まとめると、ふりかえりは次のプラクティスを導入する機会になり、それは当事者が決定します。アジャイルコーチは選択肢を提供します。具体的なふりかえりのやり方については、オブラブのふりかえりガイドなどが参考になります。
ユーザーストーリー
ユーザーストーリーは、製品やサービスの個々の機能が具体的にどのように利用者の役に立つのかを描写したシナリオです。例えばワープロであれば、「見出しだけを表示して文書のアウトラインを確認できる」というユーザーストーリーがあるかもしれません。アジャイル開発における要件は、原則として全てユーザーストーリーで記述します。ユーザーストーリーはプロダクトオーナーとチームの両方に関わる極めて重要なプラクティスですが、比較的簡単なので最初に導入します。
ユーザーストーリーはプロダクトオーナーが作成します。もちろん最初はアジャイルコーチが手伝うことが多いと思います。
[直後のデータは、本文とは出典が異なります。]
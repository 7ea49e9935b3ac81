//! Test utilities for CLI testing
//!
//! Provides a mock unit daemon serving the `/mast/api/v1` endpoints the CLI uses.

use anyhow::Result;
use axum::{
    extract::{Path, State},
    http::StatusCode,
    response::Json,
    routing::get,
    Router,
};
use mast_core::api::{
    ApiResponse, InfoResponse, OutletStatus, PowerActivity, PowerSequenceResponse,
    PowerStatusResponse, PresetsResponse, SolverOrigin, SolverStatusResponse, API_BASE,
};
use mast_core::OutletState;
use std::collections::BTreeMap;
use std::sync::{Arc, Mutex};
use std::time::Duration;
use tokio::net::TcpListener;

type ApiResult<T> = std::result::Result<Json<ApiResponse<T>>, (StatusCode, Json<ApiResponse<()>>)>;

/// Mock server state
#[derive(Debug, Clone)]
pub struct MockServerState {
    /// Outlet number -> (device name, state)
    pub outlets: Arc<Mutex<BTreeMap<u32, (String, OutletState)>>>,
    /// Stage presets
    pub presets: BTreeMap<String, i64>,
}

impl Default for MockServerState {
    fn default() -> Self {
        let outlets = [(1, "Mount"), (2, "Camera"), (3, "Stage")]
            .into_iter()
            .map(|(n, name)| (n, (name.to_string(), OutletState::Off)))
            .collect();
        let presets = [("Image".to_string(), 52000), ("Spec".to_string(), 1000)]
            .into_iter()
            .collect();

        Self {
            outlets: Arc::new(Mutex::new(outlets)),
            presets,
        }
    }
}

impl MockServerState {
    /// Current state of one outlet
    pub fn outlet(&self, number: u32) -> Option<OutletState> {
        self.outlets.lock().unwrap().get(&number).map(|(_, s)| *s)
    }

    fn statuses(&self) -> Vec<OutletStatus> {
        self.outlets
            .lock()
            .unwrap()
            .iter()
            .map(|(&number, (name, state))| OutletStatus {
                number,
                name: name.clone(),
                state: *state,
            })
            .collect()
    }

    fn set_all(&self, state: OutletState) {
        for (_, s) in self.outlets.lock().unwrap().values_mut() {
            *s = state;
        }
    }

    /// Resolve by number or case-insensitive device name.
    fn set(&self, raw: &str, state: OutletState) -> Option<OutletStatus> {
        let mut outlets = self.outlets.lock().unwrap();
        let number = match raw.parse::<u32>() {
            Ok(n) => n,
            Err(_) => *outlets
                .iter()
                .find(|(_, (name, _))| name.eq_ignore_ascii_case(raw))?
                .0,
        };
        let (name, s) = outlets.get_mut(&number)?;
        *s = state;
        Some(OutletStatus {
            number,
            name: name.clone(),
            state,
        })
    }
}

/// Mock server implementation
#[derive(Debug)]
pub struct MockServer {
    state: MockServerState,
    port: u16,
}

impl Default for MockServer {
    fn default() -> Self {
        Self::new()
    }
}

impl MockServer {
    /// Create a new mock server
    pub fn new() -> Self {
        Self {
            state: MockServerState::default(),
            port: 0, // Will be assigned when server starts
        }
    }

    /// Start the mock server and return the address
    pub async fn start(mut self) -> Result<(Self, String)> {
        let app = self.create_router();

        let listener = TcpListener::bind("127.0.0.1:0").await?;
        let addr = listener.local_addr()?;
        self.port = addr.port();

        let server_url = format!("http://127.0.0.1:{}", self.port);

        tokio::spawn(async move {
            if let Err(e) = axum::serve(listener, app).await {
                eprintln!("Mock server error: {}", e);
            }
        });

        for _ in 0..20 {
            tokio::time::sleep(Duration::from_millis(20)).await;
            if tokio::net::TcpStream::connect(("127.0.0.1", self.port))
                .await
                .is_ok()
            {
                break;
            }
        }

        Ok((self, server_url))
    }

    /// Get the server port
    pub fn port(&self) -> u16 {
        self.port
    }

    /// Get a reference to the server state
    pub fn state(&self) -> &MockServerState {
        &self.state
    }

    fn create_router(&self) -> Router {
        let api = Router::new()
            .route("/unit/info", get(info_handler))
            .route("/unit/startup", get(startup_handler))
            .route("/unit/shutdown", get(shutdown_handler))
            .route("/unit/power/status", get(power_status_handler))
            .route("/unit/power/outlet/:outlet/on", get(outlet_on_handler))
            .route("/unit/power/outlet/:outlet/off", get(outlet_off_handler))
            .route("/unit/power/outlet/:outlet/cycle", get(outlet_on_handler))
            .route("/unit/solver/status", get(solver_status_handler))
            .route("/stage/presets", get(presets_handler));

        Router::new()
            .nest(API_BASE, api)
            .with_state(self.state.clone())
    }
}

// Handler functions

async fn info_handler() -> Json<ApiResponse<InfoResponse>> {
    Json(ApiResponse::success(InfoResponse {
        version: "0.1.0-test".to_string(),
        unit: "mast01".to_string(),
        uptime: 42,
        mock: true,
        power_switch: Some("mast01-ps".to_string()),
        power_driver: Some("DLI switch at http://mast01-ps:80".to_string()),
        power_activity: PowerActivity::Idle,
        solver_endpoint: "127.0.0.1:9896".to_string(),
        solver_reachable: false,
        site_config: "/etc/mast/mast.toml".to_string(),
        config_sources: vec!["/etc/mast/mast.toml".to_string()],
    }))
}

async fn power_status_handler(
    State(state): State<MockServerState>,
) -> Json<ApiResponse<PowerStatusResponse>> {
    Json(ApiResponse::success(PowerStatusResponse::from_outlets(
        state.statuses(),
    )))
}

/// Switches every outlet at once and reports the sequence as accepted.
async fn startup_handler(
    State(state): State<MockServerState>,
) -> (StatusCode, Json<ApiResponse<PowerSequenceResponse>>) {
    state.set_all(OutletState::On);
    accepted(PowerActivity::StartingUp)
}

async fn shutdown_handler(
    State(state): State<MockServerState>,
) -> (StatusCode, Json<ApiResponse<PowerSequenceResponse>>) {
    state.set_all(OutletState::Off);
    accepted(PowerActivity::ShuttingDown)
}

fn accepted(activity: PowerActivity) -> (StatusCode, Json<ApiResponse<PowerSequenceResponse>>) {
    (
        StatusCode::ACCEPTED,
        Json(ApiResponse::success(PowerSequenceResponse {
            accepted: true,
            activity,
        })),
    )
}

fn set_outlet(state: &MockServerState, outlet: &str, to: OutletState) -> ApiResult<OutletStatus> {
    match state.set(outlet, to) {
        Some(status) => Ok(Json(ApiResponse::success(status))),
        None => Err((
            StatusCode::BAD_REQUEST,
            Json(ApiResponse::error(format!("Unknown outlet: {}", outlet))),
        )),
    }
}

async fn outlet_on_handler(
    Path(outlet): Path<String>,
    State(state): State<MockServerState>,
) -> ApiResult<OutletStatus> {
    set_outlet(&state, &outlet, OutletState::On)
}

async fn outlet_off_handler(
    Path(outlet): Path<String>,
    State(state): State<MockServerState>,
) -> ApiResult<OutletStatus> {
    set_outlet(&state, &outlet, OutletState::Off)
}

async fn solver_status_handler() -> Json<ApiResponse<SolverStatusResponse>> {
    Json(ApiResponse::success(SolverStatusResponse {
        endpoint: "127.0.0.1:9896".to_string(),
        origin: SolverOrigin::Absent,
        pid: None,
        reachable: false,
        platesolve: None,
        error: Some("Connection refused".to_string()),
    }))
}

async fn presets_handler(
    State(state): State<MockServerState>,
) -> Json<ApiResponse<PresetsResponse>> {
    Json(ApiResponse::success(PresetsResponse {
        presets: state.presets.clone(),
    }))
}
短い文を書くだけのことを「手伝う」というのは奇異に聞こえるかもしれませんが、効果的に機能するユーザーストーリーを書くには意外とコツがいります。よくある失敗は、システムの都合だけを書いていて利用者にとっての価値が書かれていないとか、内容があいまいで具体的に何を作れば達成できるのかがわからないなどです。
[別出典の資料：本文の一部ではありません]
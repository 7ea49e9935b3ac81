//! Command execution handlers

use anyhow::{anyhow, Context, Result};
use mast_core::config::{normalize_unit_name, unit_name_from_env};
use mast_core::{default_config_path, LayeredConfig, UnitConfig};
use std::path::{Path, PathBuf};

use crate::client::MastClient;
use crate::config::CliConfig;
use crate::format::format_success;

use super::commands::*;

/// Handle info command
pub async fn handle_info(client: &MastClient, format: &OutputFormat) -> Result<()> {
    let info = client.get_info().await?;
    println!("{}", crate::format::format_info(&info, &format.into())?);
    Ok(())
}

/// Handle power commands
pub async fn handle_power(
    client: &MastClient,
    command: PowerCommands,
    format: &OutputFormat,
) -> Result<()> {
    let output = match command {
        PowerCommands::Status => {
            let status = client.power_status().await?;
            crate::format::format_power_status(&status, &format.into())?
        }
        PowerCommands::On { outlet } => {
            crate::format::format_outlet(&client.outlet_on(&outlet).await?, &format.into())?
        }
        PowerCommands::Off { outlet } => {
            crate::format::format_outlet(&client.outlet_off(&outlet).await?, &format.into())?
        }
        PowerCommands::Cycle { outlet } => {
            crate::format::format_outlet(&client.outlet_cycle(&outlet).await?, &format.into())?
        }
    };
    println!("{}", output);
    Ok(())
}

/// Handle startup command
pub async fn handle_startup(client: &MastClient, format: &OutputFormat) -> Result<()> {
    let response = client.startup().await?;
    println!("{}", crate::format::format_power_sequence(&response, &format.into())?);
    Ok(())
}

/// Handle shutdown command
pub async fn handle_shutdown(client: &MastClient, format: &OutputFormat) -> Result<()> {
    let response = client.shutdown().await?;
    println!("{}", crate::format::format_power_sequence(&response, &format.into())?);
    Ok(())
}

/// Handle solver commands
pub async fn handle_solver(
    client: &MastClient,
    command: SolverCommands,
    format: &OutputFormat,
) -> Result<()> {
    match command {
        SolverCommands::Status => {
            let status = client.solver_status().await?;
            println!("{}", crate::format::format_solver_status(&status, &format.into())?);
        }
    }
    Ok(())
}

/// Handle presets command
pub async fn handle_presets(client: &MastClient, format: &OutputFormat) -> Result<()> {
    let presets = client.presets().await?;
    println!("{}", crate::format::format_presets(&presets, &format.into())?);
    Ok(())
}

/// Load and resolve the unit configuration named by `target`.
pub fn load_unit_config(target: &UnitConfigArgs) -> Result<(PathBuf, UnitConfig)> {
    let unit = target
        .unit
        .as_deref()
        .and_then(normalize_unit_name)
        .or_else(unit_name_from_env)
        .ok_or_else(|| anyhow!("Cannot determine the unit name; pass --unit or set MAST_UNIT"))?;
    let site = target.site.clone().unwrap_or_else(default_config_path);

    let layers = LayeredConfig::load(&site, &unit)
        .with_context(|| format!("Failed to load configuration for unit '{}'", unit))?;
    let config = layers
        .resolve(&unit)
        .with_context(|| format!("Failed to resolve configuration for unit '{}'", unit))?;
    Ok((site, config))
}

/// Handle unit configuration commands
pub fn handle_config(command: ConfigCommands, format: &OutputFormat) -> Result<()> {
    match command {
        ConfigCommands::Show { target } => {
            let (_, config) = load_unit_config(&target)?;
            println!(
                "{}",
                crate::format::format_unit_config(&config.redacted(), &format.into())?
            );
            Ok(())
        }
        ConfigCommands::Validate { target } => {
            let (site, config) = load_unit_config(&target)?;
            validate_unit_config(&site, &config, format)
        }
    }
}

/// Print every validation finding; fails when there are errors.
fn validate_unit_config(site: &Path, config: &UnitConfig, format: &OutputFormat) -> Result<()> {
    let report = config.validate();

    match format {
        OutputFormat::Json => {
            let summary = serde_json::json!({
                "unit": config.unit,
                "site": site.display().to_string(),
                "valid": report.is_valid(),
                "errors": report.errors.iter().map(|e| e.to_string()).collect::<Vec<_>>(),
                "warnings": report.warnings.iter().map(|w| w.to_string()).collect::<Vec<_>>(),
            });
            println!("{}", serde_json::to_string_pretty(&summary)?);
        }
        OutputFormat::Table => {
            println!(
                "{}",
                crate::format::format_validation(&report.errors, &report.warnings)
            );
        }
    }

    if report.is_valid() {
        Ok(())
    } else {
        Err(anyhow!(
            "configuration for unit '{}' has {} error(s)",
            config.unit,
            report.errors.len()
        ))
    }
}

/// Handle CLI settings commands
pub fn handle_settings(
    command: SettingsCommands,
    current_config: &CliConfig,
    settings_path: Option<&Path>,
    format: &OutputFormat,
) -> Result<()> {
    match command {
        SettingsCommands::Show => match format {
            OutputFormat::Json => {
                println!("{}", serde_json::to_string_pretty(current_config)?);
            }
            OutputFormat::Table => {
                println!("CLI Settings:");
                println!("{:<20} Value", "Setting");
                println!("{}", "-".repeat(40));
                println!("{:<20} {}", "Server URL", current_config.server_url);
                println!("{:<20} {}", "Output Format", current_config.output_format);
                println!("{:<20} {}", "Verbose", current_config.verbose);
                println!("{:<20} {}s", "Timeout", current_config.timeout);
            }
        },
        SettingsCommands::Save => {
            let path = match settings_path {
                Some(path) => path.to_path_buf(),
                None => CliConfig::default_path()?,
            };
            current_config.save(&path)?;
            println!(
                "{}",
                format_success(&format!("Settings saved to {}", path.display()))
            );
        }
    }

    Ok(())
}

/// Generate shell completion script
pub fn generate_completion(shell: clap_complete::Shell) {
    use clap::CommandFactory;
    use clap_complete::generate;
    use std::io;

    let mut cmd = Cli::command();
    let bin_name = cmd.get_name().to_string();
    generate(shell, &mut cmd, bin_name, &mut io::stdout());
}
チームはユーザーストーリーを実現する役割を担います。たいていの場合、ユーザーストーリーを実現するためには幾つかのより小さな仕事(タスク)が必要になります。このタスクを決めたり、やり方、順番を決めるのはチームのメンバーです。また、チームはユーザーストーリーの実装に必要な時間やコストを見積ってプロダクトオーナーに知らせます。
以上のようなプラクティスを導入することで、アジャイル開発の重要なポイントをいくつが実現できます。
価値のあるものだけを開発できる
要件を分けて、それぞれの価値とコストを明確にすることで、それらの要件に優先順位をつけやすくなります。そして優先順位の高いものから実装することで、掛けたコストに対して常に最高の価値を得られることになります。
完成のタイミングをプロダクトオーナーが決められる
ユーザーにとっての価値で実装を区切ることにより、開発に“仕掛品”がなくなります。つまり「データの処理は全部できるんですが画面がまだ全然…」などという事態をさけられるのです。仕掛品がなく、ぴったり掛けたコスト分の価値が得られるなら、プロダクトオーナーはどの時点で完成とするかの完全なコントロールを得ることができます。
チームの自治権を守る
プロダクトオーナーは一度ユーザーストーリーをチームに伝えたら、チームにそれ以上の干渉をすることはできません。仕事のやり方、順番、ヘッドフォンの着用、おかしの量に口を出すことはできないのです。仕事にかかる時間もチームが決定します。それに対してプロダクトオーナーが「長すぎる、もっと速くやれ」ということはできません(ただしチームが手を抜いてプロダクトオーナーを満足させられなければ次のイテレーションはないかもしれませんが)。プロダクトオーナーはイテレーションの終わりにできあがってきたものだけを評価します。そもそも、それがプロダクトオーナーの欲しいもののはずです。
まとめると、ユーザーストーリーはプロダクトオーナーにプロジェクトの満了に関する完全なコントロールを与え、チームには自治権を与えます。これらはアジャイル開発によって得られる重要な価値で、導入も比較的簡単です。
書かなかったこと
今回は省略しましたが、ふりかえりやユーザーストーリーをうまく実践するために補完し合うプラクティスがあります。例えば、「プロダクトオーナー」をおくこと、その役割を果たしてもらうことは、ユーザーストーリーを実践する際に重要なプラクティスと言えます。それ以外にも、ユーザーストーリーの完了時にやり残した仕事が発生しないようにする「完了の定義」、絞り込んだユーザーストーリーを全員で分担して開発できる「職能横断チーム」などがあります。これらについて、KRAYでどのように取り組んできたか、次回以降に詳しく説明します。
また部分的にアジャイル開発を導入したことで発生した問題もありました。そのことについても順を追って説明していきたいと思います。最後まで読んでくださりありがとうございました。